### AIM OF THE TASK
Counting only the lines below that contain the word "sweeps", what is the total? Give it with no other words.

(Collected data entries)
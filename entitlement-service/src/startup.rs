//! Application startup and lifecycle management.

use crate::config::EntitlementConfig;
use crate::handlers::{accounts, quota, sweeps};
use crate::services::{
    metrics::{get_metrics, init_metrics},
    Database, HttpPaymentGateway, Notifier, QuotaService, RenewalService,
};
use crate::calendar;
use axum::{
    extract::State,
    http::StatusCode,
    middleware,
    response::IntoResponse,
    routing::{get, post},
    Json, Router,
};
use chrono::FixedOffset;
use serde_json::json;
use service_core::error::AppError;
use service_core::middleware::metrics::metrics_middleware;
use service_core::middleware::shared_secret::{shared_secret_middleware, SharedSecret};
use service_core::middleware::tracing::request_id_middleware;
use std::net::SocketAddr;
use std::sync::Arc;
use tokio::net::TcpListener;
use tower_http::trace::TraceLayer;

pub const SWEEP_SECRET_HEADER: &str = "x-sweep-secret";

/// Shared application state.
#[derive(Clone)]
pub struct AppState {
    pub config: EntitlementConfig,
    pub db: Arc<Database>,
    pub quota: QuotaService,
    pub renewal: RenewalService,
    pub billing_offset: FixedOffset,
}

/// Health check endpoint for Docker/K8s liveness probes.
async fn health_check(State(state): State<AppState>) -> impl IntoResponse {
    match state.db.health_check().await {
        Ok(_) => {
            tracing::debug!("Health check passed");
            (
                StatusCode::OK,
                Json(json!({
                    "status": "ok",
                    "service": "entitlement-service",
                    "version": env!("CARGO_PKG_VERSION")
                })),
            )
        }
        Err(e) => {
            tracing::warn!(error = %e, "Health check failed - database unavailable");
            (
                StatusCode::SERVICE_UNAVAILABLE,
                Json(json!({
                    "status": "unhealthy",
                    "service": "entitlement-service",
                    "error": e.to_string()
                })),
            )
        }
    }
}

/// Readiness check endpoint for K8s readiness probes.
async fn readiness_check(State(state): State<AppState>) -> impl IntoResponse {
    match state.db.health_check().await {
        Ok(_) => StatusCode::OK,
        Err(e) => {
            tracing::warn!(error = %e, "Readiness check failed");
            StatusCode::SERVICE_UNAVAILABLE
        }
    }
}

/// Metrics endpoint for Prometheus scraping.
async fn metrics_handler() -> impl IntoResponse {
    (
        StatusCode::OK,
        [("content-type", "text/plain; charset=utf-8")],
        get_metrics(),
    )
}

/// Application container for managing server lifecycle.
pub struct Application {
    port: u16,
    listener: TcpListener,
    state: AppState,
}

impl Application {
    /// Build the application with the given configuration.
    pub async fn build(config: EntitlementConfig) -> Result<Self, AppError> {
        Self::build_internal(config, true).await
    }

    /// Build the application without running migrations.
    /// Use this in tests when migrations are already applied by the test harness.
    pub async fn build_without_migrations(config: EntitlementConfig) -> Result<Self, AppError> {
        Self::build_internal(config, false).await
    }

    async fn build_internal(
        config: EntitlementConfig,
        run_migrations: bool,
    ) -> Result<Self, AppError> {
        init_metrics();

        let billing_offset = calendar::parse_utc_offset(&config.sweep.billing_utc_offset)
            .map_err(AppError::ConfigError)?;

        let db = Database::new(
            &config.database.url,
            config.database.max_connections,
            config.database.min_connections,
        )
        .await
        .map_err(|e| {
            tracing::error!(error = %e, "Failed to connect to PostgreSQL");
            e
        })?;

        if run_migrations {
            db.run_migrations().await.map_err(|e| {
                tracing::error!(error = %e, "Failed to run migrations");
                e
            })?;
        }

        let db = Arc::new(db);
        let gateway = Arc::new(HttpPaymentGateway::new(&config.gateway));
        let notifier = Notifier::new(&config.notifier);

        let quota = QuotaService::new((*db).clone(), billing_offset);
        let renewal = RenewalService::new((*db).clone(), gateway, notifier, billing_offset);

        let state = AppState {
            config: config.clone(),
            db,
            quota,
            renewal,
            billing_offset,
        };

        let addr = SocketAddr::from(([0, 0, 0, 0], config.common.port));
        let listener = TcpListener::bind(addr).await.map_err(|e| {
            tracing::error!(error = %e, addr = %addr, "Failed to bind HTTP listener");
            AppError::from(e)
        })?;
        let port = listener.local_addr()?.port();

        tracing::info!(port = port, "Entitlement service listener bound");

        Ok(Self {
            port,
            listener,
            state,
        })
    }

    /// Get the port the server is listening on.
    pub fn port(&self) -> u16 {
        self.port
    }

    /// Get a reference to the database.
    pub fn db(&self) -> &Database {
        &self.state.db
    }

    /// Run the application until stopped.
    pub async fn run_until_stopped(self) -> std::io::Result<()> {
        let sweep_guard = SharedSecret::new(
            SWEEP_SECRET_HEADER,
            self.state.config.sweep.shared_secret.clone(),
        );

        // Sweep triggers are scheduler-only and sit behind the shared secret.
        let sweep_routes = Router::new()
            .route("/sweeps/renewal", post(sweeps::trigger_renewal_sweep))
            .route("/sweeps/expiration", post(sweeps::trigger_expiration_sweep))
            .layer(middleware::from_fn_with_state(
                sweep_guard,
                shared_secret_middleware,
            ));

        let api_routes = Router::new()
            .route("/quota/check", post(quota::check_quota))
            .route("/quota/deduct", post(quota::deduct_quota))
            .route("/accounts/:account_id/entitlement", get(accounts::get_entitlement))
            .route("/accounts/:account_id/usage", get(accounts::list_usage))
            .route(
                "/accounts/:account_id/transactions",
                get(accounts::list_transactions),
            );

        let router = Router::new()
            .route("/health", get(health_check))
            .route("/ready", get(readiness_check))
            .route("/metrics", get(metrics_handler))
            .merge(api_routes)
            .merge(sweep_routes)
            .layer(TraceLayer::new_for_http())
            .layer(middleware::from_fn(metrics_middleware))
            .layer(middleware::from_fn(request_id_middleware))
            .with_state(self.state);

        tracing::info!(
            service = "entitlement-service",
            version = env!("CARGO_PKG_VERSION"),
            port = self.port,
            "Service ready to accept connections"
        );

        axum::serve(self.listener, router).await
    }
}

### COMPLETED EXERCISE
3